| PROBLEM |
The records below should be written out again, exactly.

Top of GIVEN INFORMATION

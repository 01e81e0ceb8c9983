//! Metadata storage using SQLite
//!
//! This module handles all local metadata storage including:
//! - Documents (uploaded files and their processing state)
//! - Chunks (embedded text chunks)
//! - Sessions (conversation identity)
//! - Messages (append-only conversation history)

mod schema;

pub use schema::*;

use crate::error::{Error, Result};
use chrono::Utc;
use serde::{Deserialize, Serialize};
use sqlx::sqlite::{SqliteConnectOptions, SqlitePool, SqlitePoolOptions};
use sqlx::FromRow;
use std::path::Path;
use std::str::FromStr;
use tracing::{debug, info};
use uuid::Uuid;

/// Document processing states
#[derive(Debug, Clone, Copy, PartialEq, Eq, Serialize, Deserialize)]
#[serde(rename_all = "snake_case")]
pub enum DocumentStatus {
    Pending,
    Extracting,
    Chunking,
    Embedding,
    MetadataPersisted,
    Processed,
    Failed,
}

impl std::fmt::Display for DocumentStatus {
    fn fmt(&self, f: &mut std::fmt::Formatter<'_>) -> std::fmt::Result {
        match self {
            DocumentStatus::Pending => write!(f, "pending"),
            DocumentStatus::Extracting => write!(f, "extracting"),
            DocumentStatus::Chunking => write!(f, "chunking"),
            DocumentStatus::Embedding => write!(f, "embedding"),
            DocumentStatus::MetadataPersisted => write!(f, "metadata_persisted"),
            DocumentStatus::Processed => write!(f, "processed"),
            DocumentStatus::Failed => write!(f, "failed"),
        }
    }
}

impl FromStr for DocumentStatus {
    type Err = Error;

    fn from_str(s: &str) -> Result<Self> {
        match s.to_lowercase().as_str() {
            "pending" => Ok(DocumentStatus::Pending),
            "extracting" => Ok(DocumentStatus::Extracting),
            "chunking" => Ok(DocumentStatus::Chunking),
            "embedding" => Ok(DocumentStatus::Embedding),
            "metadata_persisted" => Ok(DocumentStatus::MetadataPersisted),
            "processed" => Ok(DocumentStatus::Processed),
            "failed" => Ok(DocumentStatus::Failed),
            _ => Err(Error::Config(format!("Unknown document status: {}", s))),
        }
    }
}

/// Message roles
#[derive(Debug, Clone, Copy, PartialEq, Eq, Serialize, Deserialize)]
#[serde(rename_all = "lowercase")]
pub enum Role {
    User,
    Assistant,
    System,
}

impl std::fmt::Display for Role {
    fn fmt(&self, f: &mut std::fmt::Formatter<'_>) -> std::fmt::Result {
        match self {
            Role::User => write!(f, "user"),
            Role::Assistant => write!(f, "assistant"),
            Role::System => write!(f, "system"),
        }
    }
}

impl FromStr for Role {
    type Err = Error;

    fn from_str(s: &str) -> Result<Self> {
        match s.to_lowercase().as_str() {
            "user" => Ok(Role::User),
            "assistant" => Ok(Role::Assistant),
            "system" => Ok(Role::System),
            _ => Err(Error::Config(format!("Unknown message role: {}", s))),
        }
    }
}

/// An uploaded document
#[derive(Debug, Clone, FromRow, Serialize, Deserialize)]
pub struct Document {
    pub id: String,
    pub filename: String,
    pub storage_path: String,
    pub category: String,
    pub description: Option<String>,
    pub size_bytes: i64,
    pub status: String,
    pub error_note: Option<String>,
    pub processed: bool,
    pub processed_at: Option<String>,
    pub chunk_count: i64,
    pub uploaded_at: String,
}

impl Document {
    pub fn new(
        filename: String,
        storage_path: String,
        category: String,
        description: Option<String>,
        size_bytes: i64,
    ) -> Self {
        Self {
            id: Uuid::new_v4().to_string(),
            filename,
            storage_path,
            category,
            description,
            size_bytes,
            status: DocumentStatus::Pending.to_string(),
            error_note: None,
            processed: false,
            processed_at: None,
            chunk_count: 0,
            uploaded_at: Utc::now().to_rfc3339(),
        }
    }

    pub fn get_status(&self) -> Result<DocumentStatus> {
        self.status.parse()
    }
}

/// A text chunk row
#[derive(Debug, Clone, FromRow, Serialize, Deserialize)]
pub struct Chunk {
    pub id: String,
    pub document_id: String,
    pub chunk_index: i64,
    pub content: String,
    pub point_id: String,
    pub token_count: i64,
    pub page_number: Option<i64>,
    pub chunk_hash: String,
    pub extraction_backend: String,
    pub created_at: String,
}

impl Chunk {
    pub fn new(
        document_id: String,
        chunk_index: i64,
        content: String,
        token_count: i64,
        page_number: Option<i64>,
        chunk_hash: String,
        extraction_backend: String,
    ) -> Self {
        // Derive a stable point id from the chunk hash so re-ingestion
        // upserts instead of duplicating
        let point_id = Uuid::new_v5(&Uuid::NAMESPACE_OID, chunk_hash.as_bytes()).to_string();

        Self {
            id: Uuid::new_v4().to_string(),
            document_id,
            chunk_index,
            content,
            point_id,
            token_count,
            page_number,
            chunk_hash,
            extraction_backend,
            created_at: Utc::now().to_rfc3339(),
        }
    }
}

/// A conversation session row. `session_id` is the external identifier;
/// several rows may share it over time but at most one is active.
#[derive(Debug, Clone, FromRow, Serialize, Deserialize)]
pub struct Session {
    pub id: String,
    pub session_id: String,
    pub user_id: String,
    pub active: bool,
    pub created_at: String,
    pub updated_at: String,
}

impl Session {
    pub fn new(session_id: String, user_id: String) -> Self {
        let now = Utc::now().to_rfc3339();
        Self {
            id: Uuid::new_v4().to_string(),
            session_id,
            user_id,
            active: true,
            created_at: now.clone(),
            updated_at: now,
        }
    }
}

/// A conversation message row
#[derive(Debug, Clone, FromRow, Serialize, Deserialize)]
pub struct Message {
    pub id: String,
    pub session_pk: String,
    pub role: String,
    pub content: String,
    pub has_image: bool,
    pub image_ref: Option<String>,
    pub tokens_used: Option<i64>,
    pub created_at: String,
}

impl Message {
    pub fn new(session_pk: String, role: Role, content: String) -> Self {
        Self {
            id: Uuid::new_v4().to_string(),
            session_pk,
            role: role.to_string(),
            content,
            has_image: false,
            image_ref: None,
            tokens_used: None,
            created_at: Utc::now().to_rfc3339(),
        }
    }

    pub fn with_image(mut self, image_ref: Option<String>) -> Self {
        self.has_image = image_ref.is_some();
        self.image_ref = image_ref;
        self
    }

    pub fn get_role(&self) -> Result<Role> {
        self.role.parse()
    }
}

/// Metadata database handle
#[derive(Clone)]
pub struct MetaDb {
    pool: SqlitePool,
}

Bottom of GIVEN INFORMATION

| WRITTEN ANSWER |
repository 01e81e0ceb8c9983
//! Metadata storage using SQLite
//!
//! This module handles all local metadata storage including:
//! - Documents (uploaded files and their processing state)
//! - Chunks (embedded text chunks)
//! - Sessions (conversation identity)
//! - Messages (append-only conversation history)

mod schema;

pub use schema::*;

use crate::error::{Error, Result};
use chrono::Utc;
use serde::{Deserialize, Serialize};
use sqlx::sqlite::{SqliteConnectOptions, SqlitePool, SqlitePoolOptions};
use sqlx::FromRow;
use std::path::Path;
use std::str::FromStr;
use tracing::{debug, info};
use uuid::Uuid;

/// Document processing states
#[derive(Debug, Clone, Copy, PartialEq, Eq, Serialize, Deserialize)]
#[serde(rename_all = "snake_case")]
pub enum DocumentStatus {
    Pending,
    Extracting,
    Chunking,
    Embedding,
    MetadataPersisted,
    Processed,
    Failed,
}

impl std::fmt::Display for DocumentStatus {
    fn fmt(&self, f: &mut std::fmt::Formatter<'_>) -> std::fmt::Result {
        match self {
            DocumentStatus::Pending => write!(f, "pending"),
            DocumentStatus::Extracting => write!(f, "extracting"),
            DocumentStatus::Chunking => write!(f, "chunking"),
            DocumentStatus::Embedding => write!(f, "embedding"),
            DocumentStatus::MetadataPersisted => write!(f, "metadata_persisted"),
            DocumentStatus::Processed => write!(f, "processed"),
            DocumentStatus::Failed => write!(f, "failed"),
        }
    }
}

impl FromStr for DocumentStatus {
    type Err = Error;

    fn from_str(s: &str) -> Result<Self> {
        match s.to_lowercase().as_str() {
            "pending" => Ok(DocumentStatus::Pending),
            "extracting" => Ok(DocumentStatus::Extracting),
            "chunking" => Ok(DocumentStatus::Chunking),
            "embedding" => Ok(DocumentStatus::Embedding),
            "metadata_persisted" => Ok(DocumentStatus::MetadataPersisted),
            "processed" => Ok(DocumentStatus::Processed),
            "failed" => Ok(DocumentStatus::Failed),
            _ => Err(Error::Config(format!("Unknown document status: {}", s))),
        }
    }
}

/// Message roles
#[derive(Debug, Clone, Copy, PartialEq, Eq, Serialize, Deserialize)]
#[serde(rename_all = "lowercase")]
pub enum Role {
    User,
    Assistant,
    System,
}

impl std::fmt::Display for Role {
    fn fmt(&self, f: &mut std::fmt::Formatter<'_>) -> std::fmt::Result {
        match self {
            Role::User => write!(f, "user"),
            Role::Assistant => write!(f, "assistant"),
            Role::System => write!(f, "system"),
        }
    }
}

impl FromStr for Role {
    type Err = Error;

    fn from_str(s: &str) -> Result<Self> {
        match s.to_lowercase().as_str() {
            "user" => Ok(Role::User),
            "assistant" => Ok(Role::Assistant),
            "system" => Ok(Role::System),
            _ => Err(Error::Config(format!("Unknown message role: {}", s))),
        }
    }
}

/// An uploaded document
#[derive(Debug, Clone, FromRow, Serialize, Deserialize)]
pub struct Document {
    pub id: String,
    pub filename: String,
    pub storage_path: String,
    pub category: String,
    pub description: Option<String>,
    pub size_bytes: i64,
    pub status: String,
    pub error_note: Option<String>,
    pub processed: bool,
    pub processed_at: Option<String>,
    pub chunk_count: i64,
    pub uploaded_at: String,
}

impl Document {
    pub fn new(
        filename: String,
        storage_path: String,
        category: String,
        description: Option<String>,
        size_bytes: i64,
    ) -> Self {
        Self {
            id: Uuid::new_v4().to_string(),
            filename,
            storage_path,
            category,
            description,
            size_bytes,
            status: DocumentStatus::Pending.to_string(),
            error_note: None,
            processed: false,
            processed_at: None,
            chunk_count: 0,
            uploaded_at: Utc::now().to_rfc3339(),
        }
    }

    pub fn get_status(&self) -> Result<DocumentStatus> {
        self.status.parse()
    }
}

/// A text chunk row
#[derive(Debug, Clone, FromRow, Serialize, Deserialize)]
pub struct Chunk {
    pub id: String,
    pub document_id: String,
    pub chunk_index: i64,
    pub content: String,
    pub point_id: String,
    pub token_count: i64,
    pub page_number: Option<i64>,
    pub chunk_hash: String,
    pub extraction_backend: String,
    pub created_at: String,
}

impl Chunk {
    pub fn new(
        document_id: String,
        chunk_index: i64,
        content: String,
        token_count: i64,
        page_number: Option<i64>,
        chunk_hash: String,
        extraction_backend: String,
    ) -> Self {
        // Derive a stable point id from the chunk hash so re-ingestion
        // upserts instead of duplicating
        let point_id = Uuid::new_v5(&Uuid::NAMESPACE_OID, chunk_hash.as_bytes()).to_string();

        Self {
            id: Uuid::new_v4().to_string(),
            document_id,
            chunk_index,
            content,
            point_id,
            token_count,
            page_number,
            chunk_hash,
            extraction_backend,
            created_at: Utc::now().to_rfc3339(),
        }
    }
}

/// A conversation session row. `session_id` is the external identifier;
/// several rows may share it over time but at most one is active.
#[derive(Debug, Clone, FromRow, Serialize, Deserialize)]
pub struct Session {
    pub id: String,
    pub session_id: String,
    pub user_id: String,
    pub active: bool,
    pub created_at: String,
    pub updated_at: String,
}

impl Session {
    pub fn new(session_id: String, user_id: String) -> Self {
        let now = Utc::now().to_rfc3339();
        Self {
            id: Uuid::new_v4().to_string(),
            session_id,
            user_id,
            active: true,
            created_at: now.clone(),
            updated_at: now,
        }
    }
}

/// A conversation message row
#[derive(Debug, Clone, FromRow, Serialize, Deserialize)]
pub struct Message {
    pub id: String,
    pub session_pk: String,
    pub role: String,
    pub content: String,
    pub has_image: bool,
    pub image_ref: Option<String>,
    pub tokens_used: Option<i64>,
    pub created_at: String,
}

impl Message {
    pub fn new(session_pk: String, role: Role, content: String) -> Self {
        Self {
            id: Uuid::new_v4().to_string(),
            session_pk,
            role: role.to_string(),
            content,
            has_image: false,
            image_ref: None,
            tokens_used: None,
            created_at: Utc::now().to_rfc3339(),
        }
    }

    pub fn with_image(mut self, image_ref: Option<String>) -> Self {
        self.has_image = image_ref.is_some();
        self.image_ref = image_ref;
        self
    }

    pub fn get_role(&self) -> Result<Role> {
        self.role.parse()
    }
}

/// Metadata database handle
#[derive(Clone)]
pub struct MetaDb {
    pool: SqlitePool,
}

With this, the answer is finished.